Dataset excerpts
☆ ☆ ☆ ☆ ☆ ☆ ☆
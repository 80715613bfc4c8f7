use anyhow::{Context, anyhow};
use registrar_core::AppError;
use registrar_core::file_storage::{FileStorage, StorageError};
use registrar_models::students::StudentProfileDto;
use registrar_models::{Student, UserId, WorkflowError};
use sqlx::PgPool;
use tracing::{info, instrument, warn};

use crate::modules::students::service::StudentService;

pub struct ProfileService;

impl ProfileService {
    #[instrument(skip(db))]
    pub async fn get_profile(db: &PgPool, user_id: UserId) -> Result<Student, AppError> {
        StudentService::find_by_user(db, user_id)
            .await?
            .ok_or_else(|| AppError::not_found(anyhow!("Student profile not found")))
    }

    /// Updates the caller's profile, or creates it (with a fresh student ID)
    /// when the account has none yet. The flag is `true` on creation.
    #[instrument(skip(db, dto))]
    pub async fn save_profile(
        db: &PgPool,
        user_id: UserId,
        dto: &StudentProfileDto,
        max_attempts: u32,
    ) -> Result<(Student, bool), AppError> {
        if let Some(existing) = StudentService::find_by_user(db, user_id).await? {
            let student = StudentService::update_profile(db, existing.id, dto).await?;
            info!(student_id = %student.student_id, "Student profile updated");
            return Ok((student, false));
        }

        let mut conn = db
            .acquire()
            .await
            .context("Failed to acquire connection")
            .map_err(AppError::database)?;
        let student = StudentService::create_profile(&mut conn, user_id, dto, max_attempts).await?;
        Ok((student, true))
    }

    /// Stores a new picture and points the profile at it. The previous file
    /// is removed once the profile no longer references it.
    #[instrument(skip(db, storage, content))]
    pub async fn replace_picture(
        db: &PgPool,
        storage: &dyn FileStorage,
        user_id: UserId,
        content_type: &str,
        content: &[u8],
    ) -> Result<Student, AppError> {
        let student = StudentService::find_by_user(db, user_id)
            .await?
            .ok_or_else(|| WorkflowError::ProfileRequired.into_app_error())?;

        let extension = storage.extension_for(content_type).map_err(storage_error)?;
        let key = format!(
            "students/{}-{}.{}",
            student.student_id,
            uuid::Uuid::new_v4().simple(),
            extension
        );

        storage.save(&key, content).await.map_err(storage_error)?;
        let url = storage.get_url(&key).map_err(storage_error)?;

        let updated = match StudentService::set_profile_picture(db, student.id, &url).await {
            Ok(updated) => updated,
            Err(err) => {
                if let Err(cleanup) = storage.delete(&key).await {
                    warn!(key = %key, error = %cleanup, "Failed to remove orphaned upload");
                }
                return Err(err);
            }
        };

        if let Some(old_key) = student
            .profile_picture
            .as_deref()
            .and_then(|old| storage.key_from_url(old))
        {
            if let Err(err) = storage.delete(&old_key).await {
                warn!(key = %old_key, error = %err, "Failed to remove previous profile picture");
            }
        }

        info!(student_id = %updated.student_id, key = %key, "Profile picture replaced");
        Ok(updated)
    }
}

fn storage_error(err: StorageError) -> AppError {
    match err {
        StorageError::InvalidFileSize { .. } | StorageError::InvalidMimeType { .. } => {
            AppError::unprocessable(err)
        }
        StorageError::InvalidKey(_) => AppError::bad_request(err),
        StorageError::IoError(_) => AppError::internal(err),
    }
}
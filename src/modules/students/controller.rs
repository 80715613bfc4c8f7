use axum::{
    Json,
    extract::{Path, Query, State},
};
use registrar_core::AppError;
use registrar_models::students::StudentFilterParams;
use registrar_models::{Student, StudentId};
use tracing::instrument;

use crate::middleware::auth::RequireStudentsRead;
use crate::modules::auth::controller::ErrorResponse;
use crate::modules::students::service::StudentService;
use crate::state::AppState;

#[utoipa::path(
    get,
    path = "/api/students",
    params(StudentFilterParams),
    responses(
        (status = 200, description = "Students ordered by last then first name", body = Vec<Student>),
        (status = 401, description = "Unauthorized", body = ErrorResponse),
        (status = 403, description = "Forbidden - requires students:read", body = ErrorResponse)
    ),
    security(("bearer_auth" = [])),
    tag = "Students"
)]
#[instrument(skip(state))]
pub async fn list_students(
    State(state): State<AppState>,
    RequireStudentsRead(_auth_user): RequireStudentsRead,
    Query(filters): Query<StudentFilterParams>,
) -> Result<Json<Vec<Student>>, AppError> {
    let students = StudentService::list_students(&state.db, &filters).await?;
    Ok(Json(students))
}

#[utoipa::path(
    get,
    path = "/api/students/{id}",
    params(("id" = StudentId, Path, description = "Student record ID")),
    responses(
        (status = 200, description = "Student profile", body = Student),
        (status = 401, description = "Unauthorized", body = ErrorResponse),
        (status = 403, description = "Forbidden - requires students:read", body = ErrorResponse),
        (status = 404, description = "Student not found", body = ErrorResponse)
    ),
    security(("bearer_auth" = [])),
    tag = "Students"
)]
#[instrument(skip(state))]
pub async fn get_student(
    State(state): State<AppState>,
    RequireStudentsRead(_auth_user): RequireStudentsRead,
    Path(id): Path<StudentId>,
) -> Result<Json<Student>, AppError> {
    let student = StudentService::get_student(&state.db, id).await?;
    Ok(Json(student))
}
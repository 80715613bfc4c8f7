//! Student profiles.
//!
//! A profile is one-to-one with a user account and carries the
//! human-readable student ID assigned at creation. Default ordering is last
//! name, then first name.

use crate::ids::{StudentId, UserId};
use chrono::{DateTime, NaiveDate, Utc};
use registrar_core::serde::{deserialize_optional_enum, deserialize_optional_string};
use serde::{Deserialize, Serialize};
use sqlx::FromRow;
use utoipa::{IntoParams, ToSchema};
use validator::{Validate, ValidationError};

#[derive(Debug, Clone, Copy, PartialEq, Eq, Serialize, Deserialize, sqlx::Type, ToSchema)]
#[sqlx(type_name = "gender")]
pub enum Gender {
    #[sqlx(rename = "M")]
    #[serde(rename = "M")]
    Male,
    #[sqlx(rename = "F")]
    #[serde(rename = "F")]
    Female,
    #[sqlx(rename = "O")]
    #[serde(rename = "O")]
    Other,
}

#[derive(Debug, Clone, PartialEq, Eq, Serialize, Deserialize, FromRow, ToSchema)]
pub struct Student {
    pub id: StudentId,
    pub user_id: UserId,
    /// Human-readable `YYYY-NNNN` identifier
    #[schema(example = "2024-7731")]
    pub student_id: String,
    pub first_name: String,
    pub middle_name: Option<String>,
    pub last_name: String,
    pub date_of_birth: NaiveDate,
    pub gender: Gender,
    pub contact_number: String,
    pub email: String,
    pub address: String,
    pub guardian_name: String,
    pub guardian_contact: String,
    /// Public URL of the uploaded picture
    pub profile_picture: Option<String>,
    pub created_at: DateTime<Utc>,
    pub updated_at: DateTime<Utc>,
}

impl Student {
    /// `first [middle] last`
    pub fn full_name(&self) -> String {
        full_name(&self.first_name, self.middle_name.as_deref(), &self.last_name)
    }
}

pub fn full_name(first: &str, middle: Option<&str>, last: &str) -> String {
    match middle.map(str::trim).filter(|m| !m.is_empty()) {
        Some(middle) => format!("{first} {middle} {last}"),
        None => format!("{first} {last}"),
    }
}

fn validate_past_date(date: &NaiveDate) -> Result<(), ValidationError> {
    if *date < Utc::now().date_naive() {
        Ok(())
    } else {
        Err(ValidationError::new("date_of_birth")
            .with_message("Date of birth must be in the past".into()))
    }
}

fn validate_not_blank(value: &str) -> Result<(), ValidationError> {
    if value.trim().is_empty() {
        Err(ValidationError::new("blank").with_message("This field may not be blank".into()))
    } else {
        Ok(())
    }
}

/// Editable profile fields, used both at registration and for `PUT /profile`.
#[derive(Debug, Clone, Deserialize, Validate, ToSchema)]
pub struct StudentProfileDto {
    #[validate(length(min = 1, max = 100), custom(function = "validate_not_blank"))]
    pub first_name: String,
    #[validate(length(max = 100))]
    pub middle_name: Option<String>,
    #[validate(length(min = 1, max = 100), custom(function = "validate_not_blank"))]
    pub last_name: String,
    #[validate(custom(function = "validate_past_date"))]
    pub date_of_birth: NaiveDate,
    pub gender: Gender,
    #[validate(length(min = 1, max = 20))]
    #[schema(example = "+63 912 345 6789")]
    pub contact_number: String,
    #[validate(email)]
    pub email: String,
    #[validate(length(min = 1), custom(function = "validate_not_blank"))]
    pub address: String,
    #[validate(length(min = 1, max = 200), custom(function = "validate_not_blank"))]
    pub guardian_name: String,
    #[validate(length(min = 1, max = 20))]
    pub guardian_contact: String,
}

impl StudentProfileDto {
    /// Middle name with blanks collapsed to `None`.
    pub fn normalized_middle_name(&self) -> Option<String> {
        self.middle_name
            .as_deref()
            .map(str::trim)
            .filter(|m| !m.is_empty())
            .map(str::to_string)
    }
}

#[derive(Debug, Clone, Default, Deserialize, IntoParams, ToSchema)]
pub struct StudentFilterParams {
    /// Case-insensitive match on student ID, first/last name or email
    #[serde(default, deserialize_with = "deserialize_optional_string")]
    pub search: Option<String>,
    #[serde(default, deserialize_with = "deserialize_optional_enum")]
    pub gender: Option<Gender>,
}
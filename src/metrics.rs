use axum::{
    Router,
    extract::Request,
    middleware::Next,
    response::Response,
    routing::get,
};
use metrics::{counter, gauge, histogram};
use metrics_exporter_prometheus::{BuildError, Matcher, PrometheusBuilder, PrometheusHandle};
use std::sync::OnceLock;
use std::time::{Duration, Instant};

use crate::logging::route_label;

static OBSERVABILITY_ENABLED: OnceLock<bool> = OnceLock::new();

/// Set once at startup from `ServerConfig::observability_enabled`. Until then
/// (and in tests) every helper in this module is a no-op.
pub fn set_observability_enabled(enabled: bool) {
    let _ = OBSERVABILITY_ENABLED.set(enabled);
}

pub fn is_observability_enabled() -> bool {
    OBSERVABILITY_ENABLED.get().copied().unwrap_or(false)
}

/// Installs the Prometheus recorder and spawns its upkeep task.
/// Returns `Ok(None)` when observability is disabled.
pub fn init_metrics() -> Result<Option<PrometheusHandle>, BuildError> {
    if !is_observability_enabled() {
        return Ok(None);
    }

    let handle = PrometheusBuilder::new()
        .set_buckets_for_metric(
            Matcher::Full("http_request_duration_seconds".to_string()),
            &[
                0.001, 0.005, 0.01, 0.025, 0.05, 0.075, 0.1, 0.25, 0.5, 0.75, 1.0, 2.5, 5.0,
            ],
        )?
        .install_recorder()?;

    let upkeep_handle = handle.clone();
    tokio::spawn(async move {
        loop {
            tokio::time::sleep(Duration::from_secs(5)).await;
            upkeep_handle.run_upkeep();
        }
    });

    Ok(Some(handle))
}

pub async fn metrics_middleware(req: Request, next: Next) -> Response {
    if !is_observability_enabled() {
        return next.run(req).await;
    }

    let start = Instant::now();
    let method = req.method().as_str().to_owned();
    let path = route_label(&req);

    gauge!("http_requests_active").increment(1.0);

    let response = next.run(req).await;

    let latency = start.elapsed().as_secs_f64();
    let status = response.status().as_u16().to_string();

    counter!("http_requests_total", "method" => method.clone(), "path" => path.clone(), "status" => status).increment(1);
    histogram!("http_request_duration_seconds", "method" => method, "path" => path).record(latency);
    gauge!("http_requests_active").decrement(1.0);

    response
}

/// Router for the metrics listener.
pub fn metrics_app(handle: PrometheusHandle) -> Router {
    Router::new().route("/metrics", get(move || async move { handle.render() }))
}

// Business metrics

pub fn track_student_registered() {
    if !is_observability_enabled() {
        return;
    }
    counter!("students_registered_total").increment(1);
}

pub fn track_login(success: bool) {
    if !is_observability_enabled() {
        return;
    }
    let status = if success { "success" } else { "failure" };
    counter!("user_logins_total", "status" => status).increment(1);
}

/// `status` is the status the enrollment was created with.
pub fn track_enrollment_created(status: &str) {
    if !is_observability_enabled() {
        return;
    }
    counter!("enrollments_created_total", "status" => status.to_string()).increment(1);
}

/// `decision` is `approved` or `rejected`.
pub fn track_enrollment_reviewed(decision: &str) {
    if !is_observability_enabled() {
        return;
    }
    counter!("enrollments_reviewed_total", "decision" => decision.to_string()).increment(1);
}

/// `kind` is `student_id` or `enrollment_id`.
pub fn track_id_collision(kind: &str) {
    if !is_observability_enabled() {
        return;
    }
    counter!("id_generation_collisions_total", "kind" => kind.to_string()).increment(1);
}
☆ ☆ ☆ ☆ ☆ ☆ ☆
Gather each line of the records holding the string "info".

Task solution
use tracing::{info, instrument, warn};
            info!(student_id = %student.student_id, "Student profile updated");
        info!(student_id = %updated.student_id, key = %key, "Profile picture replaced");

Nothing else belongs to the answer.